## Required work
Once you reach the line containing "pub mod sourcemap;", reproduce it and every later line exactly, through the end of the data.

## Exercise material
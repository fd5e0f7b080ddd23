//! Build orchestration core for the glintjs compiler.
//!
//! Given an import path, a package directory, or a set of loose source
//! files, this crate resolves the transitive dependency graph, locates
//! sources on disk or in the embedded toolchain trees, overlays the
//! natives replacements onto parsed sources, drives the downstream code
//! generator per package, caches the resulting archives in memory and on
//! disk, and links executables into a single JavaScript artifact with an
//! optional source map.
//!
//! The parser and the code generator live in the compiler proper and are
//! reached through the [`frontend::Frontend`] and [`codegen::CodeGen`]
//! seams; a [`session::Session`] owns one of each for the duration of a
//! top-level build.

pub mod augment;
pub mod codegen;
pub mod context;
pub mod error;
pub mod frontend;
pub mod link;
pub mod package;
pub mod paths;
pub mod session;
pub mod sourcemap;
pub mod syntax;
pub mod version;
pub mod vfs;
pub mod watch;

#[cfg(test)]
pub(crate) mod testkit;

pub use codegen::{Archive, CodeGen, ImportContext, TypeInfo};
pub use context::BuildContext;
pub use error::{Error, ErrorList, Result};
pub use frontend::{Frontend, SyntaxError};
pub use package::{ImportMode, PackageDescriptor};
pub use session::{Options, Session};
pub use vfs::VirtualFs;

## Final answer
pub mod sourcemap;
pub mod syntax;
pub mod version;
pub mod vfs;
pub mod watch;

#[cfg(test)]
pub(crate) mod testkit;

pub use codegen::{Archive, CodeGen, ImportContext, TypeInfo};
pub use context::BuildContext;
pub use error::{Error, ErrorList, Result};
pub use frontend::{Frontend, SyntaxError};
pub use package::{ImportMode, PackageDescriptor};
pub use session::{Options, Session};
pub use vfs::VirtualFs;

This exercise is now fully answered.